En julio de 1791 se enfermó. En su lecho de dolor sintiéndose miserable, comenzó a pensar: “Sino puedo aguantar estos dolores por tan corto tiempo, ¿cómo podré soportar las penas del infierno para siempre?”. Este pensamiento no le abandonaba, y en tres meses había depositado su confianza en Jesús como su Señor y Salvador e iba camino al cielo.
Al poco tiempo comenzó a cuestionar su decisión de convertirse en abogado. Un domingo después del servicio en la iglesia, mientras ascendía las escaleras hacia su habitación, la pregunta volvió a surgir en su mente una y otra vez: “¿Por qué no era un pastor?”. Para el tiempo que llegó al tope de la escalera, resolvió que investigaría seriamente el asunto. Abrió su Biblia repetidamente, y en cada ocasión el pasaje que leía era una referencia a sus propias palabras, “de predicar el evangelio eterno, arrebatando a las almas como tizones en medio de las llamas”. En menos de cuarenta y cinco minutos se convenció que había sido llamado a predicar el Evangelio.

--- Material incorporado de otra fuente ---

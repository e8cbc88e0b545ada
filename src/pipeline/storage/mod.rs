//! Sink: persists the merged table.
//!
//! Writes go to a temporary file beside the destination and are renamed into
//! place, so a failed run never leaves a truncated table behind.

use std::fs::{self, File};
use std::path::{Path, PathBuf};
use std::sync::{Arc, Mutex};
use tracing::{debug, info, warn};
use uuid::Uuid;

use crate::constants;
use crate::error::{MergeError, Result};
use crate::types::MergedRecord;

/// Destination for a resolved record set
pub trait RecordSink: Send + Sync {
    /// Persist `records` and return where they went
    fn write(&self, records: &[MergedRecord]) -> Result<PathBuf>;
}

/// Column order of the merged table
pub fn merged_header(include_address: bool) -> Vec<&'static str> {
    let mut header = vec![
        constants::NAME_COLUMN,
        constants::PHONE_COLUMN,
        constants::CATEGORY_COLUMN,
        constants::SOURCE_COLUMN,
    ];
    if include_address {
        header.push(constants::ADDRESS_COLUMN);
    }
    header
}

/// Comma-delimited UTF-8 table sink
pub struct CsvSink {
    path: PathBuf,
    include_address: bool,
}

impl CsvSink {
    pub fn new(path: impl Into<PathBuf>, include_address: bool) -> Self {
        Self {
            path: path.into(),
            include_address,
        }
    }

    pub fn path(&self) -> &Path {
        &self.path
    }
}

impl RecordSink for CsvSink {
    fn write(&self, records: &[MergedRecord]) -> Result<PathBuf> {
        let header = merged_header(self.include_address);
        let rows = records.iter().map(|r| {
            let mut row = vec![
                r.name.as_str(),
                r.phone.as_str(),
                r.category.as_str(),
                r.source.as_str(),
            ];
            if self.include_address {
                row.push(r.address.as_str());
            }
            row
        });

        write_table_atomically(&self.path, b',', &header, rows)?;
        info!("Merged dataset saved as: {}", self.path.display());
        Ok(self.path.clone())
    }
}

/// Sink that keeps the last written record set in memory, for tests and embedding
#[derive(Default, Clone)]
pub struct InMemorySink {
    written: Arc<Mutex<Vec<MergedRecord>>>,
}

impl InMemorySink {
    pub fn new() -> Self {
        Self::default()
    }

    pub fn records(&self) -> Vec<MergedRecord> {
        self.written.lock().map(|w| w.clone()).unwrap_or_default()
    }
}

impl RecordSink for InMemorySink {
    fn write(&self, records: &[MergedRecord]) -> Result<PathBuf> {
        let mut written = self.written.lock().map_err(|_| MergeError::SinkWriteFailure {
            path: PathBuf::from("memory"),
            reason: "sink lock poisoned".into(),
        })?;
        *written = records.to_vec();
        Ok(PathBuf::from("memory"))
    }
}

/// Write a header and rows to `path` through a sibling temp file and an atomic rename.
///
/// Any failure surfaces as [`MergeError::SinkWriteFailure`] and leaves `path` untouched.
pub fn write_table_atomically<H, R, I, F>(path: &Path, delimiter: u8, header: &[H], rows: R) -> Result<()>
where
    H: AsRef<[u8]>,
    R: IntoIterator<Item = I>,
    I: IntoIterator<Item = F>,
    F: AsRef<[u8]>,
{
    let failure = |reason: String| MergeError::SinkWriteFailure {
        path: path.to_path_buf(),
        reason,
    };

    let dir = match path.parent() {
        Some(parent) if !parent.as_os_str().is_empty() => parent.to_path_buf(),
        _ => PathBuf::from("."),
    };
    fs::create_dir_all(&dir).map_err(|e| failure(e.to_string()))?;

    let file_name = path
        .file_name()
        .and_then(|n| n.to_str())
        .ok_or_else(|| failure("destination has no file name".into()))?;
    let tmp_path = dir.join(format!(".{}.{}.tmp", file_name, Uuid::new_v4()));
    debug!("Writing {} via {}", path.display(), tmp_path.display());

    let result = write_rows(&tmp_path, delimiter, header, rows)
        .and_then(|()| fs::rename(&tmp_path, path).map_err(MergeError::from));

    if let Err(e) = result {
        if let Err(cleanup) = fs::remove_file(&tmp_path) {
            warn!("Could not remove temp file {}: {}", tmp_path.display(), cleanup);
        }
        return Err(match e {
            MergeError::SinkWriteFailure { .. } => e,
            other => failure(other.to_string()),
        });
    }
    Ok(())
}

fn write_rows<H, R, I, F>(tmp_path: &Path, delimiter: u8, header: &[H], rows: R) -> Result<()>
where
    H: AsRef<[u8]>,
    R: IntoIterator<Item = I>,
    I: IntoIterator<Item = F>,
    F: AsRef<[u8]>,
{
    let file = File::create(tmp_path)?;
    let mut writer = csv::WriterBuilder::new()
        .delimiter(delimiter)
        .from_writer(file);

    writer.write_record(header)?;
    for row in rows {
        writer.write_record(row)?;
    }
    let file = writer
        .into_inner()
        .map_err(|e| MergeError::Io(e.into_error()))?;
    file.sync_all()?;
    Ok(())
}
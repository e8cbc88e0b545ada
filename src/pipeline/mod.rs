// Merge pipeline: ingestion, processing, and storage

pub mod ingestion;
#[allow(clippy::module_inception)]
pub mod pipeline;
pub mod processing;
pub mod storage;

pub use pipeline::{MergeReport, Pipeline};
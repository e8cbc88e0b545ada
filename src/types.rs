use serde::{Deserialize, Serialize};
use std::fmt;
use std::str::FromStr;

use crate::constants;
use crate::error::MergeError;

/// The independent scraped datasets that feed the merge.
#[derive(Debug, Clone, Copy, PartialEq, Eq, Hash, PartialOrd, Ord, Serialize, Deserialize)]
#[serde(rename_all = "snake_case")]
pub enum Source {
    Google,
    Website,
    Facebook,
}

impl Source {
    /// Load order. Row order within the combined set follows this, never priority.
    pub const LOAD_ORDER: [Source; 3] = [Source::Google, Source::Website, Source::Facebook];

    pub fn as_str(&self) -> &'static str {
        match self {
            Source::Google => constants::GOOGLE_SOURCE,
            Source::Website => constants::WEBSITE_SOURCE,
            Source::Facebook => constants::FACEBOOK_SOURCE,
        }
    }

    /// Rank in the conflict-resolution order `google > facebook > website`.
    /// Lower wins.
    pub fn priority(&self) -> u8 {
        match self {
            Source::Google => 0,
            Source::Facebook => 1,
            Source::Website => 2,
        }
    }
}

impl fmt::Display for Source {
    fn fmt(&self, f: &mut fmt::Formatter<'_>) -> fmt::Result {
        f.write_str(self.as_str())
    }
}

impl FromStr for Source {
    type Err = MergeError;

    fn from_str(s: &str) -> Result<Self, Self::Err> {
        match s.trim() {
            constants::GOOGLE_SOURCE => Ok(Source::Google),
            constants::WEBSITE_SOURCE => Ok(Source::Website),
            constants::FACEBOOK_SOURCE => Ok(Source::Facebook),
            other => Err(MergeError::Config(format!("unknown source '{}'", other))),
        }
    }
}

/// One row of one source table, keyed by that source's own column names.
#[derive(Debug, Clone, Default, PartialEq, Eq)]
pub struct RawRecord {
    pub fields: Vec<(String, String)>,
}

impl RawRecord {
    pub fn from_pairs<I, K, V>(pairs: I) -> Self
    where
        I: IntoIterator<Item = (K, V)>,
        K: Into<String>,
        V: Into<String>,
    {
        Self {
            fields: pairs.into_iter().map(|(k, v)| (k.into(), v.into())).collect(),
        }
    }

    pub fn get(&self, column: &str) -> Option<&str> {
        self.fields
            .iter()
            .find(|(name, _)| name == column)
            .map(|(_, value)| value.as_str())
    }

    pub fn has_column(&self, column: &str) -> bool {
        self.fields.iter().any(|(name, _)| name == column)
    }
}

/// Canonical shape every source row is mapped onto.
///
/// Missing source columns become empty strings; only `source` is guaranteed
/// to carry information.
#[derive(Debug, Clone, PartialEq, Eq, Serialize, Deserialize)]
pub struct NormalizedRecord {
    pub name: String,
    pub phone: String,
    pub category: String,
    pub address: String,
    pub source: Source,
}

impl NormalizedRecord {
    pub fn empty(source: Source) -> Self {
        Self {
            name: String::new(),
            phone: String::new(),
            category: String::new(),
            address: String::new(),
            source,
        }
    }

    /// True when no descriptive field carries a value.
    pub fn is_blank(&self) -> bool {
        self.name.is_empty()
            && self.phone.is_empty()
            && self.category.is_empty()
            && self.address.is_empty()
    }
}

/// The representative record chosen for one dedup group.
pub type MergedRecord = NormalizedRecord;

#[cfg(test)]
mod tests {
    use super::*;

    #[test]
    fn test_priority_order_is_google_facebook_website() {
        let mut sources = Source::LOAD_ORDER.to_vec();
        sources.sort_by_key(|s| s.priority());
        assert_eq!(sources, vec![Source::Google, Source::Facebook, Source::Website]);
    }

    #[test]
    fn test_source_round_trips_through_str() {
        for source in Source::LOAD_ORDER {
            assert_eq!(source.as_str().parse::<Source>().unwrap(), source);
        }
        assert!("yelp".parse::<Source>().is_err());
    }

    #[test]
    fn test_raw_record_lookup() {
        let raw = RawRecord::from_pairs([("name", "Acme"), ("phone", "123")]);
        assert_eq!(raw.get("name"), Some("Acme"));
        assert!(raw.has_column("phone"));
        assert_eq!(raw.get("category"), None);
    }

    #[test]
    fn test_blank_ignores_source() {
        let record = NormalizedRecord::empty(Source::Website);
        assert!(record.is_blank());
    }
}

¡Y predicó! Después de recibir entrenamiento de Jonathan Edwards hijo, Griffin pastoreó una serie de iglesias congregacionales en New Salem y New Hartford, Connecticut, y en New Orange y Newark, New Jersey. En 1808 se convirtió en profesor de predicación en el Seminario Andover, y de 1811 a 1814 fue pastor de la Iglesia Park Street, en Boston. Finalmente desde 1821 hasta 1830, sirvió como presidente del Colegio Williams.

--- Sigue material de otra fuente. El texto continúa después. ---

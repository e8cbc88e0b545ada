//! Field normalization: maps each source's column layout onto [`NormalizedRecord`].
//!
//! Cleaning rules are plain functions so the merge engine can reapply the
//! phone rule after sources are combined.

pub mod registry;

use once_cell::sync::Lazy;
use regex::Regex;

use crate::error::{MergeError, Result};
use crate::types::{NormalizedRecord, RawRecord, Source};

pub use registry::{NormalizationRegistry, SourceSchema};

/// A quote or backslash run together with the whitespace around it
static QUOTE_ARTIFACT: Lazy<Regex> = Lazy::new(|| Regex::new(r#"\s*["\\]+\s*"#).unwrap());

static NON_DIGIT: Lazy<Regex> = Lazy::new(|| Regex::new(r"\D").unwrap());

/// Repair the upstream quoting defect in business names.
///
/// Quote and backslash characters become a single space, then the value is trimmed.
pub fn clean_string(value: &str) -> String {
    QUOTE_ARTIFACT.replace_all(value, " ").trim().to_string()
}

/// Drop the `.0` a spreadsheet export appends to numeric cells
pub fn strip_float_suffix(value: &str) -> &str {
    value.strip_suffix(".0").unwrap_or(value)
}

/// Digits only, prefixed with `+`. A value without digits normalizes to empty.
pub fn ensure_plus_prefix(value: &str) -> String {
    let value = strip_float_suffix(value.trim());
    let digits = NON_DIGIT.replace_all(value, "");
    if digits.is_empty() {
        String::new()
    } else {
        format!("+{}", digits)
    }
}

/// True when `value` is `+` followed by at least one digit and nothing else
pub fn is_normalized_phone(value: &str) -> bool {
    value
        .strip_prefix('+')
        .map(|digits| !digits.is_empty() && digits.chars().all(|c| c.is_ascii_digit()))
        .unwrap_or(false)
}

/// Trait for mapping a raw source row onto the canonical record shape
pub trait SourceNormalizer: Send + Sync {
    fn normalize(&self, record: &RawRecord) -> Result<NormalizedRecord>;

    /// The source this normalizer tags its records with
    fn source(&self) -> Source;

    fn name(&self) -> &str;
}

/// Normalizer driven entirely by a [`SourceSchema`]
pub struct SchemaNormalizer {
    source: Source,
    schema: SourceSchema,
    name: String,
}

impl SchemaNormalizer {
    pub fn new(source: Source, schema: SourceSchema) -> Self {
        Self {
            source,
            name: format!("{} schema normalizer", source),
            schema,
        }
    }

    fn column<'a>(record: &'a RawRecord, column: Option<&str>) -> &'a str {
        column.and_then(|c| record.get(c)).unwrap_or("").trim()
    }
}

impl SourceNormalizer for SchemaNormalizer {
    fn normalize(&self, record: &RawRecord) -> Result<NormalizedRecord> {
        let name_column = self
            .schema
            .name_columns
            .iter()
            .find(|c| record.has_column(c))
            .ok_or_else(|| MergeError::SourceSchemaMismatch {
                source_name: self.source,
                expected: self.schema.name_columns.clone(),
            })?;

        Ok(NormalizedRecord {
            name: clean_string(record.get(name_column).unwrap_or("")),
            phone: ensure_plus_prefix(Self::column(record, Some(&self.schema.phone_column))),
            category: Self::column(record, Some(&self.schema.category_column)).to_string(),
            address: Self::column(record, self.schema.address_column.as_deref()).to_string(),
            source: self.source,
        })
    }

    fn source(&self) -> Source {
        self.source
    }

    fn name(&self) -> &str {
        &self.name
    }
}
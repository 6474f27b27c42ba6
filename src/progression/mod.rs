//! 경험치/레벨 진행 곡선
//!
//! 모든 게임이 공유하는 레벨 계산과 난이도별 경험치 배율입니다.
//!
//! ```
//! use taja::progression::{Difficulty, Experience};
//!
//! let mut exp = Experience::default();
//! let award = exp.award(50.0, Difficulty::Hard);
//! assert_eq!(award.gained, 100);
//! assert!(award.leveled_up);
//! assert_eq!(exp.level(), 2);
//! ```

mod difficulty;
mod experience;
mod level;

pub use difficulty::{calculate_game_xp, Difficulty};
pub use experience::{Experience, XpAward};
pub use level::{get_level, get_xp_progress, xp_for_level, XpProgress};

Las bendiciones de Dios sobre él son casi sin iguales en la historia de los predicadores norteamericanos. Su ministerio fue prácticamente un continuo despertar espiritual. En dondequiera que iba, el Espíritu Santo atraía a las personas a Jesús. Vio más convertidos gracias a su predicación, que nadie desde el tiempo de George Whitefield a mediados de los años 1700. En un punto, durante sus años como presidente del Colegio Williams, sólo había dieciocho estudiantes en todo el entero cuerpo estudiantil que no había recibido a Cristo como su Salador.

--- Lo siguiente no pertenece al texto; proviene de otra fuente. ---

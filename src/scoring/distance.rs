//! 레벤슈타인 편집 거리
//!
//! 문자, 자모 등 값 비교가 가능한 토큰 시퀀스에 대해 동작합니다.
//! 삽입/삭제/치환 비용은 모두 1입니다.

/// 두 시퀀스 사이의 편집 거리
///
/// `a`를 `b`로 바꾸는 데 필요한 최소 삽입/삭제/치환 횟수.
/// 빈 시퀀스를 포함한 모든 입력에 대해 정의된다.
///
/// # Examples
/// ```
/// use taja::edit_distance;
/// assert_eq!(edit_distance(&["a"], &["a", "b"]), 1);
/// assert_eq!(edit_distance(&['k', 'i', 't'], &['s', 'i', 't']), 1);
/// ```
pub fn edit_distance<T: PartialEq>(a: &[T], b: &[T]) -> usize {
    if a.is_empty() {
        return b.len();
    }
    if b.is_empty() {
        return a.len();
    }

    // table[i-1][..] 행만 유지: prev[j] = table[i-1][j]
    let mut prev: Vec<usize> = (0..=b.len()).collect();
    let mut curr = vec![0usize; b.len() + 1];

    for (i, x) in a.iter().enumerate() {
        curr[0] = i + 1;
        for (j, y) in b.iter().enumerate() {
            let cost = if x == y { 0 } else { 1 };
            curr[j + 1] = (prev[j + 1] + 1) // 삭제
                .min(curr[j] + 1) // 삽입
                .min(prev[j] + cost); // 치환
        }
        std::mem::swap(&mut prev, &mut curr);
    }

    prev[b.len()]
}

#[cfg(test)]
mod tests {
    use super::*;

    fn chars(s: &str) -> Vec<char> {
        s.chars().collect()
    }

    #[test]
    fn test_basic_distance() {
        assert_eq!(edit_distance(&["a"], &["a", "b"]), 1);
        assert_eq!(edit_distance(&["a", "b"], &["a", "c"]), 1);
        assert_eq!(edit_distance(&chars("kitten"), &chars("sitting")), 3);
        assert_eq!(edit_distance(&chars("flaw"), &chars("lawn")), 2);
    }

    #[test]
    fn test_empty_sequences() {
        let empty: [char; 0] = [];
        assert_eq!(edit_distance(&empty, &empty), 0);
        assert_eq!(edit_distance(&empty, &chars("abc")), 3);
        assert_eq!(edit_distance(&chars("abcd"), &empty), 4);
    }

    #[test]
    fn test_identity_and_symmetry() {
        let samples = ["", "a", "가나다", "hello", "안녕하세요", "abcabc"];
        for a in samples {
            assert_eq!(edit_distance(&chars(a), &chars(a)), 0);
            for b in samples {
                let ab = edit_distance(&chars(a), &chars(b));
                let ba = edit_distance(&chars(b), &chars(a));
                assert_eq!(ab, ba, "{a} / {b}");
                if a != b {
                    assert!(ab > 0);
                }
            }
        }
    }

    #[test]
    fn test_triangle_inequality() {
        let samples = ["", "abc", "abd", "xbc", "가나", "가다"];
        for a in samples {
            for b in samples {
                for c in samples {
                    let ac = edit_distance(&chars(a), &chars(c));
                    let ab = edit_distance(&chars(a), &chars(b));
                    let bc = edit_distance(&chars(b), &chars(c));
                    assert!(ac <= ab + bc);
                }
            }
        }
    }

    #[test]
    fn test_bounded_by_longer_length() {
        assert_eq!(edit_distance(&chars("abc"), &chars("xyz")), 3);
        assert_eq!(edit_distance(&chars("ab"), &chars("xyzw")), 4);
    }
}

Su pasión por las almas continuó incluso mientras estaba muriendo. A sus nietos y sus empleados, les planteó un reto antes de partir, de que se reunieran con él en el cielo. A dos de sus nietos les dijo: “Deben entregarle su corazón al Salvador. No lo pospongan por otra hora más”. A una nieta le imploró: “Entrégale tu corazón al Salvador, mientras eres joven”.
Luego el 8 de noviembre de 1873, fue llamado al hogar celestial para estar con su Salvador para siempre.
Reflexión
¿Sabe qué le ha llamado Dios a hacer? Edward Griffin tuvo que esperar hasta que le entregó su vida al Señor Jesús, para que Dios le mostrara el plan para su vida. Algo similar es para el resto de nosotros, el primer paso para conocer el plan Divino para nuestras vidas, es confiar con todo nuestro corazón en el Señor Jesucristo como Señor y Salvador. Luego cuando le imploremos su guía, Él revelará su voluntad para nosotros, tal como le hizo a Edward Griffin.
“No os conforméis a este siglo, sino transformaos por medio de la renovación de vuestro entendimiento, para que comprobéis cuál sea la buena voluntad de Dios, agradable y perfecta” (Romanos 12:2).